Stored data
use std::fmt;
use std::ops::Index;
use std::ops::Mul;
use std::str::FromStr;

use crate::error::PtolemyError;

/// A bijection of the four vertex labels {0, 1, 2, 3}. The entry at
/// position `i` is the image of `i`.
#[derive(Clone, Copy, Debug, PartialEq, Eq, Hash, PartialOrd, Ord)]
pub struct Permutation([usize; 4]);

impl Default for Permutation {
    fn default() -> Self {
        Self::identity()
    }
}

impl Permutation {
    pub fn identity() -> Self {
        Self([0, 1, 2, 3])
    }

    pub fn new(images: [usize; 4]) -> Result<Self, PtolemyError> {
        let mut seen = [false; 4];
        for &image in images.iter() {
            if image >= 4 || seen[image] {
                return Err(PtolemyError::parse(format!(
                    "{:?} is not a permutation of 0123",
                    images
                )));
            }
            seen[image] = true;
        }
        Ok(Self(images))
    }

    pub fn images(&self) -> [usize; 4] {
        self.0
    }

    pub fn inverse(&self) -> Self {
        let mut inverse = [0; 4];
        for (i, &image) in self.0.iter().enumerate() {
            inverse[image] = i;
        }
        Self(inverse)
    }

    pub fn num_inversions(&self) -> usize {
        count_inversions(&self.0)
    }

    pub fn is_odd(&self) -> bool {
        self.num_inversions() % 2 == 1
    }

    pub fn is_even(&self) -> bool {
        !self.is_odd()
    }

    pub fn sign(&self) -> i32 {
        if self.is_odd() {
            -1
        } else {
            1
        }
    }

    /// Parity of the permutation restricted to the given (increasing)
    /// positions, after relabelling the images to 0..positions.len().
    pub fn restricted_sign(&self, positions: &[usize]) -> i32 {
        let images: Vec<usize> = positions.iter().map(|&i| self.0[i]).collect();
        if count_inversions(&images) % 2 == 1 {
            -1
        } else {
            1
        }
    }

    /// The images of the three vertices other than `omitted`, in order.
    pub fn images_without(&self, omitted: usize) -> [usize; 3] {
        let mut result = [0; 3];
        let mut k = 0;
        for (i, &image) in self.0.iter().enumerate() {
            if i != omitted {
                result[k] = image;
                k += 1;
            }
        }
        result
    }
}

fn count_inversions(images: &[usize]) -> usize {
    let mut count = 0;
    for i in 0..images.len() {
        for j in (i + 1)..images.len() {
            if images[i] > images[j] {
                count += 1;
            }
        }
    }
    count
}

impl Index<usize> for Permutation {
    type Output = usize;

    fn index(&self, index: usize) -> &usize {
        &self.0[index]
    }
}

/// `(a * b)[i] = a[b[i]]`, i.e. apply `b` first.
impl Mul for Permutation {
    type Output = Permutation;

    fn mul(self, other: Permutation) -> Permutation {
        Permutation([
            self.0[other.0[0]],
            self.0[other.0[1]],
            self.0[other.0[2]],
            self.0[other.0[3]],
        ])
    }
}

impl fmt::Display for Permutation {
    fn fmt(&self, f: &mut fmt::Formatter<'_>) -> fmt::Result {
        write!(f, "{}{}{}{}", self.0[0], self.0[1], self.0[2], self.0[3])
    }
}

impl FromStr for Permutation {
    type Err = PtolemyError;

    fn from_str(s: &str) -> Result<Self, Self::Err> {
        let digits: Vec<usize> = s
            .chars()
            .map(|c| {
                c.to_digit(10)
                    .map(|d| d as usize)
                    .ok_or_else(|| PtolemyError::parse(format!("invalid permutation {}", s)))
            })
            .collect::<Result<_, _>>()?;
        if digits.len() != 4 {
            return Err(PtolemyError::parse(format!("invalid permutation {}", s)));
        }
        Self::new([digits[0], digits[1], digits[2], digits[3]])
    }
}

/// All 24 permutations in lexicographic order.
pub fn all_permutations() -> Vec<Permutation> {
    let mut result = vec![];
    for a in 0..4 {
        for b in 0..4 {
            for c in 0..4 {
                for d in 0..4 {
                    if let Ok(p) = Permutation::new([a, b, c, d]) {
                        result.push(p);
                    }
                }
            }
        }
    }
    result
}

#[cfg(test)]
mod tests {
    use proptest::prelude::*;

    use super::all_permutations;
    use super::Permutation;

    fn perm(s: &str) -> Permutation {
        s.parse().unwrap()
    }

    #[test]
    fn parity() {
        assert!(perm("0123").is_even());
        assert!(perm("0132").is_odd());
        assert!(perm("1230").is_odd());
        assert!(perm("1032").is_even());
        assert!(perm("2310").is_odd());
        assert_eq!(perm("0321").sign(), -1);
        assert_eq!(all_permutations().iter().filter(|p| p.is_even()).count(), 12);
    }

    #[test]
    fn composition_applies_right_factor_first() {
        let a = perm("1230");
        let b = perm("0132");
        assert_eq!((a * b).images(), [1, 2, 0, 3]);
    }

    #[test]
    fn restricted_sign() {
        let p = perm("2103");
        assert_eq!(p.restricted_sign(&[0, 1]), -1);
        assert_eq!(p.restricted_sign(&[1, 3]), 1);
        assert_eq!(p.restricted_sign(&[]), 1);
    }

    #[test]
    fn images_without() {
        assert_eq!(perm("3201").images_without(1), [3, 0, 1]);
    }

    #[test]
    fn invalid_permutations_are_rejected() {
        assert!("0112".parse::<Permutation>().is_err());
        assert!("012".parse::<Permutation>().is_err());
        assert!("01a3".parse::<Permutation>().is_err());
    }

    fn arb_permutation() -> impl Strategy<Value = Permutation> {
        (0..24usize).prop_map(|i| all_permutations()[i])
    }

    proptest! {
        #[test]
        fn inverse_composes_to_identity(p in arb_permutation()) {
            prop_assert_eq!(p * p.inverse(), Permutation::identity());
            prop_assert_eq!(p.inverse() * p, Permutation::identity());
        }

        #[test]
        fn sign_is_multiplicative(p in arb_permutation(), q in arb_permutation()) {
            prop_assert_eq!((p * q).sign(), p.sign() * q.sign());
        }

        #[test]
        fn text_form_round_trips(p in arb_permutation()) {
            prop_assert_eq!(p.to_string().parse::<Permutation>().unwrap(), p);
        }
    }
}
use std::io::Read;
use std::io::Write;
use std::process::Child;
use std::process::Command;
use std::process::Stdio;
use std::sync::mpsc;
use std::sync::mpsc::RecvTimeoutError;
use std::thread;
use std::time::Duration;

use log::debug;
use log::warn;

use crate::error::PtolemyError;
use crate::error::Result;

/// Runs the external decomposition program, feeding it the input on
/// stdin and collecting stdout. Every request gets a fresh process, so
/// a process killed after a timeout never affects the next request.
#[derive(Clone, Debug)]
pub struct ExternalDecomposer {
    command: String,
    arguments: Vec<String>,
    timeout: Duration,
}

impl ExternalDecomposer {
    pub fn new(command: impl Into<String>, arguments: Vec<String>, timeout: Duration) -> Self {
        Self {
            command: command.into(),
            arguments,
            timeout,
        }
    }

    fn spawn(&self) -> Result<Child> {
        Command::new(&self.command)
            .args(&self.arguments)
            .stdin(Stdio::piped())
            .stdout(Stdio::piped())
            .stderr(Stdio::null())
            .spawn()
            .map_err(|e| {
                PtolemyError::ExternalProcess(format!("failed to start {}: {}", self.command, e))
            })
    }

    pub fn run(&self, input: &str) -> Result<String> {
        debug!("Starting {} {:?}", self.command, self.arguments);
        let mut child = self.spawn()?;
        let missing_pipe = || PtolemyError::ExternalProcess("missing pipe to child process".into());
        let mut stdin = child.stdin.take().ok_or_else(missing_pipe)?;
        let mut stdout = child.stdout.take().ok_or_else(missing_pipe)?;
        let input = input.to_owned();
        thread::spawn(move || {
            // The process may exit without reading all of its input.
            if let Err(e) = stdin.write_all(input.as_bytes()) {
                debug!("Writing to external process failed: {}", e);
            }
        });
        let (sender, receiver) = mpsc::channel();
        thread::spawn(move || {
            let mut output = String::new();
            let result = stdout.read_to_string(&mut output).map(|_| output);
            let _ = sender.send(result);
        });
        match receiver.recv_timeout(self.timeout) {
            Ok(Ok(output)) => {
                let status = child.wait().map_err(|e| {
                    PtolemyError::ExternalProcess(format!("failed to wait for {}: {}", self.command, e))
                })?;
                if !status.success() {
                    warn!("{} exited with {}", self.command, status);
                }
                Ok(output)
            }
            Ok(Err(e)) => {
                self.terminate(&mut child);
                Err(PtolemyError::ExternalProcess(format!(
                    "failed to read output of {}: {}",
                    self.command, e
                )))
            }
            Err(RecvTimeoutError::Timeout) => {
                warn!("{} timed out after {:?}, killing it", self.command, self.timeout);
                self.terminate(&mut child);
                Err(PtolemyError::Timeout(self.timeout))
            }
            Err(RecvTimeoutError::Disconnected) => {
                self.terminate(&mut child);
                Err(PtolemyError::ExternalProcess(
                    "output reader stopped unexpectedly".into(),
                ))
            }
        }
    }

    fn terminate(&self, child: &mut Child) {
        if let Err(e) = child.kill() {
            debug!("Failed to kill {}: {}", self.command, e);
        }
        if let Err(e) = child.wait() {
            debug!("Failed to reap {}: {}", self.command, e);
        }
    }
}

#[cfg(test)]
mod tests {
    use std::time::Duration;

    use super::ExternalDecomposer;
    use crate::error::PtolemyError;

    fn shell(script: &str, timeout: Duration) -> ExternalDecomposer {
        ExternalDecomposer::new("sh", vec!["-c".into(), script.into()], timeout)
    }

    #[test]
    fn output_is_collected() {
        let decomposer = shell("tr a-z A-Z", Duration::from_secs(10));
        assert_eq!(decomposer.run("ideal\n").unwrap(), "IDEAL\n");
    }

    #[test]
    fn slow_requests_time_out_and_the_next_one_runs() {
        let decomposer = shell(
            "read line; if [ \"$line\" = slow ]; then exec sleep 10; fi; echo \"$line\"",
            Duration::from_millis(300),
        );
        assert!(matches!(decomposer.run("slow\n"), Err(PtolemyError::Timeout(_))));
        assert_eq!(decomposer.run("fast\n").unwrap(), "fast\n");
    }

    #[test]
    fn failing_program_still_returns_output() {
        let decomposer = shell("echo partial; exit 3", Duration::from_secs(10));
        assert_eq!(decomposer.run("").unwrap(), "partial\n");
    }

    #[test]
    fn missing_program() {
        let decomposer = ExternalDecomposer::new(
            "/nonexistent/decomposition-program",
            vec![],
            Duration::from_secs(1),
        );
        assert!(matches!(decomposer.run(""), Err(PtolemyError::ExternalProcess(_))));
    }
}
--
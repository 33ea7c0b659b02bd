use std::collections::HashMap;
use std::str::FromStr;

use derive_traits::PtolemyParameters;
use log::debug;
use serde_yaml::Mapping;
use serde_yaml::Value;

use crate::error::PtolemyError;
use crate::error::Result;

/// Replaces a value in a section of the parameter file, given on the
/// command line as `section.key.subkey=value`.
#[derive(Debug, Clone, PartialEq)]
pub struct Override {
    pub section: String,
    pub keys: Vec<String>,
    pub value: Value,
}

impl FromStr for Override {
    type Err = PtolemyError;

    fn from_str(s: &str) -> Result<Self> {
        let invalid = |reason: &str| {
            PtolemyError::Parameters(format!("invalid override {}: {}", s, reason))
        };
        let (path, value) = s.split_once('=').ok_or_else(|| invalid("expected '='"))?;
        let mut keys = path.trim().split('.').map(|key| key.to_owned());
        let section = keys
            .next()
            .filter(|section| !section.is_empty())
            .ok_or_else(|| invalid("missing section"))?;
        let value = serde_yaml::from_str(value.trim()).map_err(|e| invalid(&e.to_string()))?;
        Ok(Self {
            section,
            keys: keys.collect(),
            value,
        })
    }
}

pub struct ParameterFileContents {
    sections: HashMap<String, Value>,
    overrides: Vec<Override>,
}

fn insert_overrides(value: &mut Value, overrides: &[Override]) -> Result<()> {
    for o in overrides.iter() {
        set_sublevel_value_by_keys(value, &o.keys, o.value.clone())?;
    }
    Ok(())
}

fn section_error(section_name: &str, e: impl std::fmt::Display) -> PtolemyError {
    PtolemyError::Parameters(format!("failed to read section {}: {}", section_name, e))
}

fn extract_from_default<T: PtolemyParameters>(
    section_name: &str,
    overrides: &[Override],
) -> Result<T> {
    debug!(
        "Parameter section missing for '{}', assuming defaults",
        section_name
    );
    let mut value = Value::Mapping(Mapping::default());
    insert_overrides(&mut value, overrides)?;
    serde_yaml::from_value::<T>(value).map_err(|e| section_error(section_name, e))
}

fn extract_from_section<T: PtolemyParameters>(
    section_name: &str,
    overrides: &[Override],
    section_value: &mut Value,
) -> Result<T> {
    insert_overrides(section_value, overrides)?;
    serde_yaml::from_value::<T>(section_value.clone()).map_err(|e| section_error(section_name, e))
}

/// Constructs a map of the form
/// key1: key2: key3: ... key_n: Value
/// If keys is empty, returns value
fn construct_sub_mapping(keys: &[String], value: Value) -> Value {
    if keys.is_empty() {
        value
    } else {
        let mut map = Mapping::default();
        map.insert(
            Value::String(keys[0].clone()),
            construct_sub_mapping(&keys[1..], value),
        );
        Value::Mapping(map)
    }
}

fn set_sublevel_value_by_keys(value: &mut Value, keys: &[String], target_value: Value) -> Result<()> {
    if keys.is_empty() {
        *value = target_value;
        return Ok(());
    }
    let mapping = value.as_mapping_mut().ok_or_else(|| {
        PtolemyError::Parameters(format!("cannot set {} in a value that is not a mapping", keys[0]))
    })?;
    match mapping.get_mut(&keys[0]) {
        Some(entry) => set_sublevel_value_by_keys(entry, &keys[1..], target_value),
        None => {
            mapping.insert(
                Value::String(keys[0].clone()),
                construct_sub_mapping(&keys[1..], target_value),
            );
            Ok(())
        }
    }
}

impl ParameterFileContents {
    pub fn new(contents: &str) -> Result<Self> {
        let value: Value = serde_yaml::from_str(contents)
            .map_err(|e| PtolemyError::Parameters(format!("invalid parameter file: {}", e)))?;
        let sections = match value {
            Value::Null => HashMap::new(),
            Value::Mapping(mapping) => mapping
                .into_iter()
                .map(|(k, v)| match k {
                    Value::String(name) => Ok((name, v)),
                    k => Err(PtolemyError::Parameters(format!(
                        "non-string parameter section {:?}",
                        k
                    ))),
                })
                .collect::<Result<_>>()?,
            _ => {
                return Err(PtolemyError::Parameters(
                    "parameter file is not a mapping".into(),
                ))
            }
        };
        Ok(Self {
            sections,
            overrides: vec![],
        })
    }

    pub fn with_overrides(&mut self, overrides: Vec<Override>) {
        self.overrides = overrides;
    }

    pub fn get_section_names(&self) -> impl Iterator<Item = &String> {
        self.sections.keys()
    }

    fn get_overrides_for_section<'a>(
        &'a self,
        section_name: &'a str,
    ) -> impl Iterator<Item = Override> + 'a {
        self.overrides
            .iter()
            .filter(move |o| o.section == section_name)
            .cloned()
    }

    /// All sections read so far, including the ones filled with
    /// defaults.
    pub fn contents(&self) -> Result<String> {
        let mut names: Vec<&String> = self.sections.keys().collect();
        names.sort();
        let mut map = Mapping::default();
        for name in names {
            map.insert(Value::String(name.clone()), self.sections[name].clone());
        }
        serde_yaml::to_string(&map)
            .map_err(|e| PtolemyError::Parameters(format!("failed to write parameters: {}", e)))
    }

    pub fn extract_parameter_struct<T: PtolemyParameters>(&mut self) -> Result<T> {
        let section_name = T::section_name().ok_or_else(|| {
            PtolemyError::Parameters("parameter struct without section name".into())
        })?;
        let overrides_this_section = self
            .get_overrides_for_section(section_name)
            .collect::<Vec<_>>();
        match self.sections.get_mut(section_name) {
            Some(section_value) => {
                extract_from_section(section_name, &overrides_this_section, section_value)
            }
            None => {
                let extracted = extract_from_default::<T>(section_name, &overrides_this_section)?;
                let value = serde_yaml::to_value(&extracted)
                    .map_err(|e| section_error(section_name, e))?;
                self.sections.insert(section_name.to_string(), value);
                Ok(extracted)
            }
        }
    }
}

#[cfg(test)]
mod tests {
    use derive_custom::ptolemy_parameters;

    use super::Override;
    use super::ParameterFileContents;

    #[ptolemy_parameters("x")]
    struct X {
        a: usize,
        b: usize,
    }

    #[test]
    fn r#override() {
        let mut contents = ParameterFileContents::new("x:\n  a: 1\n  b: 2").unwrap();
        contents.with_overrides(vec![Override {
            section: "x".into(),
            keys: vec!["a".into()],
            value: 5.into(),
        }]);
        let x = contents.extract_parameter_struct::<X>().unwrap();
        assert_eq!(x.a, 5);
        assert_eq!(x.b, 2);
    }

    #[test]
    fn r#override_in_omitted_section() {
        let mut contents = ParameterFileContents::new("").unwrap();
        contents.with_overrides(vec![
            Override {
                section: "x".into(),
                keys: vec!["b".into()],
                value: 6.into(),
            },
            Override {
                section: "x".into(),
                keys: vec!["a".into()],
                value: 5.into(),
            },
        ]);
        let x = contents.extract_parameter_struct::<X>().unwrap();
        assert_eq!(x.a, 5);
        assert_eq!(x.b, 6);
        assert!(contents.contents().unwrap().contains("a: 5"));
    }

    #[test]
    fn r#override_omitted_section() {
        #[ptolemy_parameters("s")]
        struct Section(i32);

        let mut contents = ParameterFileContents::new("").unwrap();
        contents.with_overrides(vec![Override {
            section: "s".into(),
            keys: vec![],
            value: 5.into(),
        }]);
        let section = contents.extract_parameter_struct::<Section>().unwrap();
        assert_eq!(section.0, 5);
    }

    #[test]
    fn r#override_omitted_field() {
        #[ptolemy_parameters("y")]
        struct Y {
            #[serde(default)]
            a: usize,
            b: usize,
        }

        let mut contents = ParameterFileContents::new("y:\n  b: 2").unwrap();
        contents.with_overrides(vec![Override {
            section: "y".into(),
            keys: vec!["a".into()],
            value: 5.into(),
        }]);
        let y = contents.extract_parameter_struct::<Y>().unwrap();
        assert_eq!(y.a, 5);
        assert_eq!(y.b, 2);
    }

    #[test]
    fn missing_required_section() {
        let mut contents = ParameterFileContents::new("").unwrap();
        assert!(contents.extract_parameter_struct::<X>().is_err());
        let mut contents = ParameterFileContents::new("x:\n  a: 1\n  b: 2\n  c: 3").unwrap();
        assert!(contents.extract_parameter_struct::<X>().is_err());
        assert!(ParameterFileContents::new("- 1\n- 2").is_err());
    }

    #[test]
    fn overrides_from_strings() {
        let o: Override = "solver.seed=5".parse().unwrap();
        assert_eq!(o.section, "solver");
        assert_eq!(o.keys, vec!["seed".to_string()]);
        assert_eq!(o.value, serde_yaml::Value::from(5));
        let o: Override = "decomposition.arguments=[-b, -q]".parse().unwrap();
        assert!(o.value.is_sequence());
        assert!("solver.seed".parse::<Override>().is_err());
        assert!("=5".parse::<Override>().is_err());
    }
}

• What you should do
Lines in the records above that carry the word "Iterator" are to be located and copied.

• Answer box
    pub fn get_section_names(&self) -> impl Iterator<Item = &String> {
    ) -> impl Iterator<Item = Override> + 'a {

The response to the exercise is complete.